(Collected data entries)
+ + + + +
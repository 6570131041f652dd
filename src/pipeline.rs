//! Question -> rows: extract, guard, execute with recovery, record.

use crate::config::RecoveryConfig;
use crate::domain_rules::DomainRules;
use crate::error::{MendError, Result};
use crate::execution_loop::{RecoveredQuery, RecoveryOrchestrator};
use crate::executor::QueryExecutor;
use crate::schema::SchemaInfo;
use crate::security::QueryGuards;
use crate::session::{HistoryEntry, QuerySession};
use crate::sql_extractor::SqlExtractor;
use chrono::Utc;
use serde::{Deserialize, Serialize};
use std::time::Instant;
use tracing::{info, warn};
use uuid::Uuid;

#[derive(Debug, Clone, PartialEq, Serialize, Deserialize)]
pub struct PipelineOutcome {
    pub generated_sql: String,
    pub recovered: RecoveredQuery,
    pub guard_warnings: Vec<String>,
}

pub struct Pipeline {
    extractor: SqlExtractor,
    guards: QueryGuards,
    orchestrator: RecoveryOrchestrator,
    schema: Option<SchemaInfo>,
}

impl Pipeline {
    pub fn new(config: RecoveryConfig, rules: DomainRules, schema: Option<SchemaInfo>) -> Self {
        Self {
            extractor: SqlExtractor::new(),
            guards: QueryGuards::from_config(&config),
            orchestrator: RecoveryOrchestrator::new(config, rules),
            schema,
        }
    }

    pub fn schema(&self) -> Option<&SchemaInfo> {
        self.schema.as_ref()
    }

    pub fn orchestrator(&self) -> &RecoveryOrchestrator {
        &self.orchestrator
    }

    /// Extract SQL from the model's reply and run it.
    pub fn answer(
        &self,
        session: &mut QuerySession,
        executor: &mut dyn QueryExecutor,
        question: &str,
        raw_llm_text: &str,
    ) -> Result<PipelineOutcome> {
        let sql = self
            .extractor
            .extract(raw_llm_text)
            .ok_or_else(|| MendError::Extraction("no valid SQL found in the model response".to_string()))?;
        self.execute(session, executor, question, &sql)
    }

    /// Guard, execute with recovery and record `sql` as the answer to `question`.
    pub fn execute(
        &self,
        session: &mut QuerySession,
        executor: &mut dyn QueryExecutor,
        question: &str,
        sql: &str,
    ) -> Result<PipelineOutcome> {
        let report = self.guards.check(sql)?;
        for warning in &report.warnings {
            warn!("{}", warning);
        }

        let started = Instant::now();
        let recovered = self
            .orchestrator
            .execute_with_recovery(executor, sql, self.schema.as_ref())?;
        let elapsed_ms = started.elapsed().as_millis();

        if recovered.provenance.is_modified() {
            info!("Answered with a modified query: {}", recovered.effective_query);
        }

        session.record(HistoryEntry {
            id: Uuid::new_v4(),
            timestamp: Utc::now(),
            question: question.to_string(),
            generated_sql: sql.to_string(),
            effective_sql: recovered.effective_query.clone(),
            provenance: recovered.provenance.clone(),
            row_count: recovered.result.row_count(),
            elapsed_ms,
        });

        Ok(PipelineOutcome {
            generated_sql: sql.to_string(),
            recovered,
            guard_warnings: report.warnings,
        })
    }
}
//! Static SQL Validation
//!
//! Advisory checks run once before the first execution. Findings are
//! reported and logged, never corrected here.

use crate::aliases::{column_references, in_ranges, quoted_ranges, AliasTable};
use crate::schema::SchemaInfo;
use lazy_static::lazy_static;
use regex::Regex;
use serde::{Deserialize, Serialize};
use std::fmt;

lazy_static! {
    static ref JOIN_KEYWORD: Regex = Regex::new(r"(?i)\bJOIN\b").unwrap();
    static ref ON_KEYWORD: Regex = Regex::new(r"(?i)\bON\b").unwrap();
}

#[derive(Debug, Clone, Copy, PartialEq, Eq, Serialize, Deserialize)]
pub enum Severity {
    Error,
    Warning,
}

#[derive(Debug, Clone, PartialEq, Eq, Serialize, Deserialize)]
#[serde(tag = "kind", rename_all = "snake_case")]
pub enum ValidationIssue {
    UnknownAlias { alias: String, reference: String },
    MissingColumn { reference: String, table: String },
    MissingJoinCondition { joins: usize, conditions: usize },
}

impl ValidationIssue {
    pub fn severity(&self) -> Severity {
        match self {
            ValidationIssue::UnknownAlias { .. } | ValidationIssue::MissingColumn { .. } => Severity::Error,
            ValidationIssue::MissingJoinCondition { .. } => Severity::Warning,
        }
    }
}

impl fmt::Display for ValidationIssue {
    fn fmt(&self, f: &mut fmt::Formatter<'_>) -> fmt::Result {
        match self {
            ValidationIssue::UnknownAlias { alias, reference } => write!(
                f,
                "Unknown alias '{}' used in column reference '{}'",
                alias, reference
            ),
            ValidationIssue::MissingColumn { reference, table } => {
                write!(f, "Column '{}' does not exist in table '{}'", reference, table)
            }
            ValidationIssue::MissingJoinCondition { joins, conditions } => write!(
                f,
                "Possible missing join condition: {} JOIN(s) but {} ON clause(s)",
                joins, conditions
            ),
        }
    }
}

#[derive(Debug, Clone, Default, PartialEq, Eq, Serialize, Deserialize)]
pub struct ValidationReport {
    pub issues: Vec<ValidationIssue>,
}

impl ValidationReport {
    /// True when no hard errors were found; warnings do not count.
    pub fn is_valid(&self) -> bool {
        !self.issues.iter().any(|i| i.severity() == Severity::Error)
    }

    pub fn errors(&self) -> impl Iterator<Item = &ValidationIssue> {
        self.issues.iter().filter(|i| i.severity() == Severity::Error)
    }

    pub fn warnings(&self) -> impl Iterator<Item = &ValidationIssue> {
        self.issues.iter().filter(|i| i.severity() == Severity::Warning)
    }

    pub fn messages(&self) -> Vec<String> {
        self.issues.iter().map(|i| i.to_string()).collect()
    }
}

#[derive(Debug, Default, Clone)]
pub struct SqlStaticValidator;

impl SqlStaticValidator {
    pub fn new() -> Self {
        Self
    }

    pub fn validate(&self, sql: &str, schema: Option<&SchemaInfo>) -> ValidationReport {
        let mut issues = self.check_alias_consistency(sql, schema);
        issues.extend(self.check_join_conditions(sql));
        ValidationReport { issues }
    }

    fn check_alias_consistency(&self, sql: &str, schema: Option<&SchemaInfo>) -> Vec<ValidationIssue> {
        let aliases = AliasTable::parse(sql);
        let mut issues: Vec<ValidationIssue> = Vec::new();

        for r in column_references(sql) {
            let reference = r.qualified();
            let issue = match aliases.lookup(&r.alias) {
                None => Some(ValidationIssue::UnknownAlias {
                    alias: r.alias.clone(),
                    reference,
                }),
                Some(decl) if decl.table_span.is_some() => schema
                    .and_then(|s| s.table(&decl.table))
                    .filter(|t| !t.has_column(&r.column))
                    .map(|t| ValidationIssue::MissingColumn {
                        reference,
                        table: t.name.clone(),
                    }),
                Some(_) => None,
            };
            if let Some(issue) = issue {
                if !issues.contains(&issue) {
                    issues.push(issue);
                }
            }
        }
        issues
    }

    fn check_join_conditions(&self, sql: &str) -> Option<ValidationIssue> {
        let quoted = quoted_ranges(sql);
        let count = |re: &Regex| re.find_iter(sql).filter(|m| !in_ranges(&quoted, m.start())).count();
        let joins = count(&JOIN_KEYWORD);
        let conditions = count(&ON_KEYWORD);
        (joins > conditions).then_some(ValidationIssue::MissingJoinCondition { joins, conditions })
    }
}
+ + + + +
What to do: Each record above should be output again exactly.

Finished task:
repository 6570131041f652dd
filename src/pipeline.rs
//! Question -> rows: extract, guard, execute with recovery, record.

use crate::config::RecoveryConfig;
use crate::domain_rules::DomainRules;
use crate::error::{MendError, Result};
use crate::execution_loop::{RecoveredQuery, RecoveryOrchestrator};
use crate::executor::QueryExecutor;
use crate::schema::SchemaInfo;
use crate::security::QueryGuards;
use crate::session::{HistoryEntry, QuerySession};
use crate::sql_extractor::SqlExtractor;
use chrono::Utc;
use serde::{Deserialize, Serialize};
use std::time::Instant;
use tracing::{info, warn};
use uuid::Uuid;

#[derive(Debug, Clone, PartialEq, Serialize, Deserialize)]
pub struct PipelineOutcome {
    pub generated_sql: String,
    pub recovered: RecoveredQuery,
    pub guard_warnings: Vec<String>,
}

pub struct Pipeline {
    extractor: SqlExtractor,
    guards: QueryGuards,
    orchestrator: RecoveryOrchestrator,
    schema: Option<SchemaInfo>,
}

impl Pipeline {
    pub fn new(config: RecoveryConfig, rules: DomainRules, schema: Option<SchemaInfo>) -> Self {
        Self {
            extractor: SqlExtractor::new(),
            guards: QueryGuards::from_config(&config),
            orchestrator: RecoveryOrchestrator::new(config, rules),
            schema,
        }
    }

    pub fn schema(&self) -> Option<&SchemaInfo> {
        self.schema.as_ref()
    }

    pub fn orchestrator(&self) -> &RecoveryOrchestrator {
        &self.orchestrator
    }

    /// Extract SQL from the model's reply and run it.
    pub fn answer(
        &self,
        session: &mut QuerySession,
        executor: &mut dyn QueryExecutor,
        question: &str,
        raw_llm_text: &str,
    ) -> Result<PipelineOutcome> {
        let sql = self
            .extractor
            .extract(raw_llm_text)
            .ok_or_else(|| MendError::Extraction("no valid SQL found in the model response".to_string()))?;
        self.execute(session, executor, question, &sql)
    }

    /// Guard, execute with recovery and record `sql` as the answer to `question`.
    pub fn execute(
        &self,
        session: &mut QuerySession,
        executor: &mut dyn QueryExecutor,
        question: &str,
        sql: &str,
    ) -> Result<PipelineOutcome> {
        let report = self.guards.check(sql)?;
        for warning in &report.warnings {
            warn!("{}", warning);
        }

        let started = Instant::now();
        let recovered = self
            .orchestrator
            .execute_with_recovery(executor, sql, self.schema.as_ref())?;
        let elapsed_ms = started.elapsed().as_millis();

        if recovered.provenance.is_modified() {
            info!("Answered with a modified query: {}", recovered.effective_query);
        }

        session.record(HistoryEntry {
            id: Uuid::new_v4(),
            timestamp: Utc::now(),
            question: question.to_string(),
            generated_sql: sql.to_string(),
            effective_sql: recovered.effective_query.clone(),
            provenance: recovered.provenance.clone(),
            row_count: recovered.result.row_count(),
            elapsed_ms,
        });

        Ok(PipelineOutcome {
            generated_sql: sql.to_string(),
            recovered,
            guard_warnings: report.warnings,
        })
    }
}
//! Static SQL Validation
//!
//! Advisory checks run once before the first execution. Findings are
//! reported and logged, never corrected here.

use crate::aliases::{column_references, in_ranges, quoted_ranges, AliasTable};
use crate::schema::SchemaInfo;
use lazy_static::lazy_static;
use regex::Regex;
use serde::{Deserialize, Serialize};
use std::fmt;

lazy_static! {
    static ref JOIN_KEYWORD: Regex = Regex::new(r"(?i)\bJOIN\b").unwrap();
    static ref ON_KEYWORD: Regex = Regex::new(r"(?i)\bON\b").unwrap();
}

#[derive(Debug, Clone, Copy, PartialEq, Eq, Serialize, Deserialize)]
pub enum Severity {
    Error,
    Warning,
}

#[derive(Debug, Clone, PartialEq, Eq, Serialize, Deserialize)]
#[serde(tag = "kind", rename_all = "snake_case")]
pub enum ValidationIssue {
    UnknownAlias { alias: String, reference: String },
    MissingColumn { reference: String, table: String },
    MissingJoinCondition { joins: usize, conditions: usize },
}

impl ValidationIssue {
    pub fn severity(&self) -> Severity {
        match self {
            ValidationIssue::UnknownAlias { .. } | ValidationIssue::MissingColumn { .. } => Severity::Error,
            ValidationIssue::MissingJoinCondition { .. } => Severity::Warning,
        }
    }
}

impl fmt::Display for ValidationIssue {
    fn fmt(&self, f: &mut fmt::Formatter<'_>) -> fmt::Result {
        match self {
            ValidationIssue::UnknownAlias { alias, reference } => write!(
                f,
                "Unknown alias '{}' used in column reference '{}'",
                alias, reference
            ),
            ValidationIssue::MissingColumn { reference, table } => {
                write!(f, "Column '{}' does not exist in table '{}'", reference, table)
            }
            ValidationIssue::MissingJoinCondition { joins, conditions } => write!(
                f,
                "Possible missing join condition: {} JOIN(s) but {} ON clause(s)",
                joins, conditions
            ),
        }
    }
}

#[derive(Debug, Clone, Default, PartialEq, Eq, Serialize, Deserialize)]
pub struct ValidationReport {
    pub issues: Vec<ValidationIssue>,
}

impl ValidationReport {
    /// True when no hard errors were found; warnings do not count.
    pub fn is_valid(&self) -> bool {
        !self.issues.iter().any(|i| i.severity() == Severity::Error)
    }

    pub fn errors(&self) -> impl Iterator<Item = &ValidationIssue> {
        self.issues.iter().filter(|i| i.severity() == Severity::Error)
    }

    pub fn warnings(&self) -> impl Iterator<Item = &ValidationIssue> {
        self.issues.iter().filter(|i| i.severity() == Severity::Warning)
    }

    pub fn messages(&self) -> Vec<String> {
        self.issues.iter().map(|i| i.to_string()).collect()
    }
}

#[derive(Debug, Default, Clone)]
pub struct SqlStaticValidator;

impl SqlStaticValidator {
    pub fn new() -> Self {
        Self
    }

    pub fn validate(&self, sql: &str, schema: Option<&SchemaInfo>) -> ValidationReport {
        let mut issues = self.check_alias_consistency(sql, schema);
        issues.extend(self.check_join_conditions(sql));
        ValidationReport { issues }
    }

    fn check_alias_consistency(&self, sql: &str, schema: Option<&SchemaInfo>) -> Vec<ValidationIssue> {
        let aliases = AliasTable::parse(sql);
        let mut issues: Vec<ValidationIssue> = Vec::new();

        for r in column_references(sql) {
            let reference = r.qualified();
            let issue = match aliases.lookup(&r.alias) {
                None => Some(ValidationIssue::UnknownAlias {
                    alias: r.alias.clone(),
                    reference,
                }),
                Some(decl) if decl.table_span.is_some() => schema
                    .and_then(|s| s.table(&decl.table))
                    .filter(|t| !t.has_column(&r.column))
                    .map(|t| ValidationIssue::MissingColumn {
                        reference,
                        table: t.name.clone(),
                    }),
                Some(_) => None,
            };
            if let Some(issue) = issue {
                if !issues.contains(&issue) {
                    issues.push(issue);
                }
            }
        }
        issues
    }

    fn check_join_conditions(&self, sql: &str) -> Option<ValidationIssue> {
        let quoted = quoted_ranges(sql);
        let count = |re: &Regex| re.find_iter(sql).filter(|m| !in_ranges(&quoted, m.start())).count();
        let joins = count(&JOIN_KEYWORD);
        let conditions = count(&ON_KEYWORD);
        (joins > conditions).then_some(ValidationIssue::MissingJoinCondition { joins, conditions })
    }
}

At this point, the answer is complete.